Una moltitudine di maghi intraprese febbrilmente la ricerca dell’elisir dell’immortalità. E quando l’imperatore seppe che i Geni coltivavano la pianta della vita nelle isole P’eng Lai vi spedì tremila giovinetti e fanciulle per rintracciarla. Si diceva che in quelle isole (da identificare, forse, con il Giappone) tutti gli animali fossero bianchi come la neve, e tutti i palazzi e le porte delle città d’oro e d’argento. Ma un grande pesce chiao aveva impedito lo sbarco sulle Isole Fortunate: sarebbe stato necessario ucciderlo a colpi di freccia, ma nessuno possedeva simile potere. Ch’in Shih Huang-ti sognò allora di combattere con un cane marino dalla testa d’uomo; prese dunque un arco e dall’alto del Luogo Santo di Chih-fu, in cui si sacrificava ai Padroni dello Yang e del Sole, attese l’arrivo del grande pesce. Questo alfine giunse; l’imperatore tirò e l’uccise. Ma cadde malato e, quasi subito, morì. “Non può esser morto”, sussurrarono gli eunuchi e i ministri di palazzo. E l’imperatore senza vita fu portato in lettiga attraverso il paese e continuò a concedere udienze dietro le cortine, senza dare risposta. Ma la salma cominciò ad emettere uno sgradevole odore e barili di pesce salato furono posti presso la portantina imperiale per coprire col loro effluvio quello del cadavere. Alla fine, però, i pesci non bastarono più e l’imperatore dovette essere sepolto.

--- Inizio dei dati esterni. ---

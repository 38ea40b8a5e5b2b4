//! Object Store Abstractions
//!
//! Provides the narrow contract the core needs from a remote bucket:
//! listing, uploading, fetching and removing objects.

use async_trait::async_trait;
use bytes::Bytes;
use serde::{Deserialize, Serialize};

use crate::error::Result;

/// Streaming object body returned by [`ObjectStore::get_object`]
pub type ObjectBody = Box<dyn tokio::io::AsyncRead + Send + Unpin>;

/// One entry of a bucket listing
#[derive(Debug, Clone, PartialEq, Eq, Serialize, Deserialize)]
#[serde(rename_all = "camelCase")]
pub struct ObjectSummary {
    /// Full object key (path inside the bucket)
    pub key: String,
    /// Object size in bytes
    pub size: u64,
    /// Last modification time as a Unix timestamp (seconds), when known
    pub last_modified: Option<i64>,
}

impl ObjectSummary {
    pub fn new(key: impl Into<String>, size: u64) -> Self {
        Self {
            key: key.into(),
            size,
            last_modified: None,
        }
    }

    pub fn with_last_modified(mut self, timestamp: i64) -> Self {
        self.last_modified = Some(timestamp);
        self
    }

    /// Whether the key ends with `.{ext}` for any of the given extensions
    /// (case-insensitive, extensions given without the dot).
    pub fn has_extension(&self, extensions: &[String]) -> bool {
        let lower = self.key.to_lowercase();
        extensions
            .iter()
            .any(|ext| lower.ends_with(&format!(".{}", ext.trim_start_matches('.').to_lowercase())))
    }
}

/// Remote object store access trait
///
/// Abstracts S3-compatible buckets (R2, S3, MinIO) as well as local and
/// in-memory stand-ins.
///
/// # Contract
///
/// - Every method is fallible I/O.
/// - `list` gives no ordering guarantee; callers must not depend on
///   alphabetical or chronological order.
/// - `put_object` must not be retried silently by callers; a failure is an
///   upload failure.
///
/// # Example
///
/// ```ignore
/// use bridge_traits::storage::ObjectStore;
///
/// async fn count_mp3(store: &dyn ObjectStore) -> Result<usize> {
///     let objects = store.list("music", None).await?;
///     Ok(objects.iter().filter(|o| o.key.ends_with(".mp3")).count())
/// }
/// ```
#[async_trait]
pub trait ObjectStore: Send + Sync {
    /// List objects in a bucket, optionally restricted to a key prefix
    async fn list(&self, bucket: &str, prefix: Option<&str>) -> Result<Vec<ObjectSummary>>;

    /// Store an object, replacing any existing object with the same key
    async fn put_object(
        &self,
        bucket: &str,
        key: &str,
        data: Bytes,
        content_type: &str,
    ) -> Result<()>;

    /// Open an object for streaming reads
    ///
    /// Returns [`BridgeError::NotFound`](crate::error::BridgeError::NotFound)
    /// when the key does not exist.
    async fn get_object(&self, bucket: &str, key: &str) -> Result<ObjectBody>;

    /// Remove an object
    ///
    /// Returns `Ok(false)` when the key did not exist.
    async fn delete_object(&self, bucket: &str, key: &str) -> Result<bool>;

    /// Read an object fully into memory
    async fn get_object_bytes(&self, bucket: &str, key: &str) -> Result<Bytes> {
        use tokio::io::AsyncReadExt;

        let mut body = self.get_object(bucket, key).await?;
        let mut buffer = Vec::new();
        body.read_to_end(&mut buffer).await?;
        Ok(Bytes::from(buffer))
    }
}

La sua ultima dimora fu sotto la Collina dei Cavalli Neri, in una tomba che era stata scavata da settecentomila condannati che avevano subìto la pena della castrazione. I pavimenti erano di bronzo e il sepolcro rigurgitava di opere d’arte, ori, gioielli; sul soffitto erano raffigurati tutti i Segni del Cielo e delle macchine fecero colare sul fondo quintali di mercurio a raffigurare il Fiume Azzurro e il Fiume Giallo. Fiaccole inestinguibili illuminavano l’ipogeo in cui furono anche disposte balestre automatiche perhé gli eventuali profanatori venissero trafitti sul posto. Le donne di palazzo che non avevano dato figli all’imperatore furono sepolte vive con lui; e quando gli operai che conoscevano tutti i segreti della tomba si accinsero a tornare alla luce del giorno, ua saracinesca indistruttibile cadde di colpo e li chiuse nel sepolcro per l’eternità.